Una especie de pacto silencioso parece blindar de críticas, no ya a las investigaciones científicas en particular, sino a la praxis científica en general. Y sin embargo, no es difícil entrever que la universalidad de la ciencia esconde preguntas incómodas que no podemos pasar por alto. Aquellas que tienen que ver con la explotación de las personas dentro y fuera de su ejercicio, los monopolios de la publicación científica, la exclusión social en la participación y el acceso a carreras científicas, y, sobre todo, la propiedad del conocimiento y el conocimiento en sí mismo.

¿Qué costes y beneficios tiene la ciencia para el conjunto de la sociedad, en todos sus estratos? ¿Cuán aséptico es el conocimiento científico? ¿Bajo qué criterios y con qué fines y estructuras se investiga? ¿Cómo se financia y qué reproduce la ciencia? ¿Cómo afectan y afectarán los desarrollos tecnocientíficos inmediatos a la evolución de las sociedades y a la misma humanidad?

El conocimiento es la base de nuestra existencia y el principio de nuestra evolución. ¿Cómo elegiremos conocernos a partir de ahora?


[1] Una exclusividad que podríamos discutir, y discutiremos.

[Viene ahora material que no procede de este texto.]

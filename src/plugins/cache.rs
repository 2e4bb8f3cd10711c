//! Task-scoped incremental change detection.
//!
//! Each task watches a fixed set of project-relative directories. The manager
//! answers "what changed since this task last completed" and records a fresh
//! baseline once the task's results are durable. Without a reachable store it
//! keeps everything in memory and falls back to a JSON snapshot on disk.

use crate::core::broker::DbBroker;
use crate::core::config::TaskTable;
use crate::core::error;
use crate::core::schemas;
use crate::core::store::Store;
use crate::core::time;
use crate::plugins::checksum::{Checksum, ChecksumStore, collect_files, entry_covers};
use crate::plugins::state::StateKey;
use clap::{Parser, Subcommand};
use rusqlite::{OptionalExtension, params};
use serde::{Deserialize, Serialize};
use std::collections::BTreeMap;
use std::path::{Path, PathBuf};
use tracing::{debug, warn};

#[derive(Debug, Default, Serialize, Deserialize)]
struct CacheSnapshot {
    #[serde(default)]
    last_run: BTreeMap<String, i64>,
    #[serde(default)]
    checksums: ChecksumStore,
    #[serde(default)]
    removed: BTreeMap<String, i64>,
}

#[derive(Debug, Clone, Serialize)]
pub struct TaskCacheStatus {
    pub task: String,
    /// Epoch seconds of the last recorded completion, 0 if never run.
    pub last_run: i64,
    pub directories: Vec<PathBuf>,
}

#[derive(Debug, Clone, Serialize)]
pub struct CacheStatus {
    pub degraded: bool,
    pub tracked_files: usize,
    pub tasks: Vec<TaskCacheStatus>,
}

pub struct CacheManager {
    store: Store,
    tasks: TaskTable,
    broker: Option<DbBroker>,
    checksums: ChecksumStore,
    last_run: BTreeMap<String, i64>,
    /// Deleted files and when a run first saw them gone. Kept until every
    /// task covering the path has completed a run since.
    removed: BTreeMap<String, i64>,
}

impl CacheManager {
    /// Open against the store's database, degrading to memory-only mode.
    pub fn open(store: &Store, tasks: TaskTable) -> Self {
        let broker = DbBroker::open_or_degrade(&store.data_dir);
        Self::with_broker(store, tasks, broker)
    }

    pub fn with_broker(store: &Store, tasks: TaskTable, broker: Option<DbBroker>) -> Self {
        let mut manager = Self {
            store: store.clone(),
            tasks,
            broker,
            checksums: ChecksumStore::default(),
            last_run: BTreeMap::new(),
            removed: BTreeMap::new(),
        };
        manager.reload();
        manager
    }

    fn snapshot_path(&self) -> PathBuf {
        self.store.data_dir.join(schemas::CACHE_SNAPSHOT_NAME)
    }

    fn reload(&mut self) {
        if let Some(broker) = &self.broker {
            match load_from_store(broker) {
                Ok(snapshot) => {
                    self.apply_snapshot(snapshot);
                    return;
                }
                Err(e) => warn!(error = %e, "cache load failed, trying snapshot"),
            }
        }
        let path = self.snapshot_path();
        let Ok(raw) = std::fs::read_to_string(&path) else {
            return;
        };
        match serde_json::from_str::<CacheSnapshot>(&raw) {
            Ok(snapshot) => self.apply_snapshot(snapshot),
            Err(e) => warn!(path = %path.display(), error = %e, "ignoring unreadable cache snapshot"),
        }
    }

    fn apply_snapshot(&mut self, snapshot: CacheSnapshot) {
        self.checksums = snapshot.checksums;
        self.last_run = snapshot.last_run;
        self.removed = snapshot.removed;
    }

    pub fn is_degraded(&self) -> bool {
        self.broker.is_none()
    }

    pub fn tasks(&self) -> Vec<&str> {
        self.tasks.names().collect()
    }

    pub fn last_run_time(&self, task: &str) -> i64 {
        self.last_run.get(task).copied().unwrap_or(0)
    }

    fn absolute(&self, path: &Path) -> PathBuf {
        if path.is_absolute() {
            path.to_path_buf()
        } else {
            self.store.project_root.join(path)
        }
    }

    /// Files under `task`'s directories changed since its last completed run.
    ///
    /// A task that never ran reports every file. Unknown tasks and missing
    /// directories report nothing. Deleted files are reported by their former
    /// path until the task completes a run after the deletion.
    pub fn get_modified_files(&self, task: &str) -> Vec<PathBuf> {
        let last_run = self.last_run_time(task);
        let dirs = self.tasks.directories(task);
        let files = collect_files(&self.store.project_root, dirs);
        if last_run == 0 {
            return files;
        }
        let mut modified: Vec<PathBuf> = files
            .into_iter()
            .filter(|file| {
                let Some(current) = Checksum::of(file) else {
                    return false;
                };
                let key = self.store.relative_key(file);
                current.mtime > last_run || self.checksums.get(&key) != Some(current)
            })
            .collect();
        modified.extend(
            self.removed_since(dirs, last_run)
                .into_iter()
                .map(|key| self.store.project_root.join(key)),
        );
        modified.sort();
        modified.dedup();
        modified
    }

    /// Keys under `dirs` deleted after `since`: still stored but gone from
    /// disk, or already recorded as removed by another task's run.
    fn removed_since(&self, dirs: &[PathBuf], since: i64) -> Vec<String> {
        let mut gone = self.vanished(dirs);
        gone.extend(
            self.removed
                .iter()
                .filter(|(key, at)| **at > since && dirs.iter().any(|d| entry_covers(d, key)))
                .map(|(key, _)| key.clone()),
        );
        gone
    }

    fn vanished(&self, dirs: &[PathBuf]) -> Vec<String> {
        self.checksums
            .keys_under(dirs)
            .into_iter()
            .filter(|key| !self.store.project_root.join(key).exists())
            .collect()
    }

    /// Drop removal records every covering task has already run past.
    fn prune_removed(&mut self) {
        let tasks = &self.tasks;
        let last_run = &self.last_run;
        self.removed.retain(|key, at| {
            tasks.names().any(|task| {
                let ran = last_run.get(task).copied().unwrap_or(0);
                ran > 0 && ran < *at && tasks.directories(task).iter().any(|d| entry_covers(d, key))
            })
        });
    }

    /// Record a fresh baseline for `task` and flush it.
    ///
    /// Call once per successful execution, after its results are recorded.
    pub fn update_cache(&mut self, task: &str) -> Result<(), error::AutomationError> {
        let now = time::now_epoch_secs();
        let dirs = self.tasks.directories(task).to_vec();
        let files = collect_files(&self.store.project_root, &dirs);
        let mut keys = Vec::with_capacity(files.len());
        for file in &files {
            if let Some(checksum) = Checksum::of(file) {
                let key = self.store.relative_key(file);
                self.checksums.insert(key.clone(), checksum);
                keys.push(key);
            }
        }
        let gone = self.vanished(&dirs);
        for key in &gone {
            self.checksums.remove(key);
            self.removed.insert(key.clone(), now);
        }
        self.last_run.insert(task.to_string(), now);
        self.prune_removed();
        debug!(task, files = keys.len(), removed = gone.len(), "cache baseline updated");

        if let Some(broker) = &self.broker {
            self.checksums.persist(broker, Some(&keys))?;
            if !gone.is_empty() {
                ChecksumStore::delete(broker, Some(&gone))?;
            }
            let last_run_key = StateKey::TaskLastRun(task.to_string()).to_string();
            let removed_key = StateKey::RemovedFiles.to_string();
            let removed = serde_json::to_string(&self.removed)?;
            broker.with_conn("cache.last_run", |conn| {
                let upsert = "INSERT OR REPLACE INTO automationstate(state_key, state_value, updated_at) VALUES(?1, ?2, ?3)";
                conn.execute(upsert, params![last_run_key, now.to_string(), now])?;
                conn.execute(upsert, params![removed_key, removed, now])?;
                Ok(())
            })?;
        }
        self.write_snapshot();
        Ok(())
    }

    /// Compare one file's current checksum to the stored one.
    pub fn is_file_modified(&self, path: &Path) -> bool {
        let abs = self.absolute(path);
        let key = self.store.relative_key(&abs);
        self.checksums.is_modified(&key, &abs)
    }

    /// Drop cached entries for `files`, or everything when `files` is empty.
    ///
    /// A full clear also forgets task run times and analyzer verdicts, forcing
    /// the next run of every task to re-scan from scratch.
    pub fn clear_cache(&mut self, files: &[PathBuf]) -> Result<usize, error::AutomationError> {
        if files.is_empty() {
            let removed = self.checksums.len();
            self.checksums.clear();
            self.last_run.clear();
            self.removed.clear();
            if let Some(broker) = &self.broker {
                ChecksumStore::delete(broker, None)?;
                broker.with_conn("cache.clear_state", |conn| {
                    for namespace in StateKey::CACHE_NAMESPACES {
                        conn.execute(
                            "DELETE FROM automationstate WHERE state_key LIKE ?1",
                            params![format!("{}%", namespace)],
                        )?;
                    }
                    Ok(())
                })?;
            }
            let snapshot = self.snapshot_path();
            if snapshot.exists() {
                std::fs::remove_file(&snapshot)?;
            }
            debug!(removed, "cache cleared");
            return Ok(removed);
        }

        let keys: Vec<String> = files
            .iter()
            .map(|f| self.store.relative_key(&self.absolute(f)))
            .collect();
        let removed = keys.iter().filter(|k| self.checksums.remove(k)).count();
        if let Some(broker) = &self.broker {
            ChecksumStore::delete(broker, Some(&keys))?;
        }
        self.write_snapshot();
        Ok(removed)
    }

    pub fn status(&self) -> CacheStatus {
        CacheStatus {
            degraded: self.is_degraded(),
            tracked_files: self.checksums.len(),
            tasks: self
                .tasks
                .names()
                .map(|task| TaskCacheStatus {
                    task: task.to_string(),
                    last_run: self.last_run_time(task),
                    directories: self.tasks.directories(task).to_vec(),
                })
                .collect(),
        }
    }

    /// Best effort: a snapshot that cannot be written only costs a re-scan.
    fn write_snapshot(&self) {
        let snapshot = CacheSnapshot {
            last_run: self.last_run.clone(),
            checksums: self.checksums.clone(),
            removed: self.removed.clone(),
        };
        let path = self.snapshot_path();
        let result = std::fs::create_dir_all(&self.store.data_dir)
            .map_err(error::AutomationError::from)
            .and_then(|_| Ok(serde_json::to_vec_pretty(&snapshot)?))
            .and_then(|bytes| Ok(std::fs::write(&path, bytes)?));
        if let Err(e) = result {
            warn!(path = %path.display(), error = %e, "cache snapshot not written");
        }
    }
}

fn load_from_store(broker: &DbBroker) -> Result<CacheSnapshot, error::AutomationError> {
    let checksums = ChecksumStore::load(broker)?;
    let last_run = broker.with_conn("cache.load_last_run", |conn| {
        let mut stmt = conn.prepare(
            "SELECT state_key, state_value FROM automationstate WHERE state_key LIKE ?1",
        )?;
        let rows = stmt.query_map(params![format!("{}%", StateKey::LAST_RUN_PREFIX)], |row| {
            Ok((row.get::<_, String>(0)?, row.get::<_, String>(1)?))
        })?;
        let mut out = BTreeMap::new();
        for row in rows {
            let (key, value) = row?;
            if let (StateKey::TaskLastRun(task), Ok(ts)) = (StateKey::parse(&key), value.parse::<i64>()) {
                out.insert(task, ts);
            }
        }
        Ok(out)
    })?;
    let removed: BTreeMap<String, i64> = broker.with_conn("cache.load_removed", |conn| {
        let raw: Option<String> = conn
            .query_row(
                "SELECT state_value FROM automationstate WHERE state_key = ?1",
                params![StateKey::RemovedFiles.to_string()],
                |row| row.get(0),
            )
            .optional()?;
        Ok(raw
            .and_then(|raw| serde_json::from_str(&raw).ok())
            .unwrap_or_default())
    })?;
    Ok(CacheSnapshot {
        last_run,
        checksums,
        removed,
    })
}

#[derive(Parser, Debug)]
#[clap(name = "cache", about = "Inspect or reset the incremental scan cache")]
pub struct CacheCli {
    #[clap(subcommand)]
    pub command: CacheCommand,
}

#[derive(Subcommand, Debug)]
pub enum CacheCommand {
    /// Show tracked file count and per-task last run times.
    Status {
        #[clap(long, default_value = "text")]
        format: String,
    },
    /// Forget cached checksums (all of them when no files are given).
    Clear {
        files: Vec<PathBuf>,
    },
    /// List files a task would re-check right now.
    Modified {
        task: String,
    },
}

pub fn run_cache_cli(
    store: &Store,
    tasks: TaskTable,
    cli: CacheCli,
) -> Result<(), error::AutomationError> {
    let mut cache = CacheManager::open(store, tasks);
    match cli.command {
        CacheCommand::Status { format } => {
            let status = cache.status();
            if format == "json" {
                println!("{}", serde_json::to_string_pretty(&status)?);
            } else {
                println!(
                    "cache: {} tracked file(s){}",
                    status.tracked_files,
                    if status.degraded { " (memory-only)" } else { "" }
                );
                for task in &status.tasks {
                    let last = if task.last_run == 0 {
                        "never".to_string()
                    } else {
                        format!("{}Z", task.last_run)
                    };
                    println!("  {:<12} last run {}", task.task, last);
                }
            }
        }
        CacheCommand::Clear { files } => {
            let removed = cache.clear_cache(&files)?;
            println!("cache: cleared {} entr{}", removed, if removed == 1 { "y" } else { "ies" });
        }
        CacheCommand::Modified { task } => {
            for file in cache.get_modified_files(&task) {
                println!("{}", store.relative_key(&file));
            }
        }
    }
    Ok(())
}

[2] Al hablar de ciencia, en este contexto, separamos dos cuestiones. La referente al Método científico, como conjunto de criterios y herramientas dirigidos a la objetivación del conocimiento; frente a lo que podemos denominar como Sistema Ciencia, o conjunto de estructuras, dinámicas y praxis que rodean al ejercicio científico. Nuestra crítica no es en ningún caso sobre el conocimiento per se, sino sobre las limitaciones y abusos del método, y la praxis en las bases del Sistema Ciencia como una herramienta social, política y económica.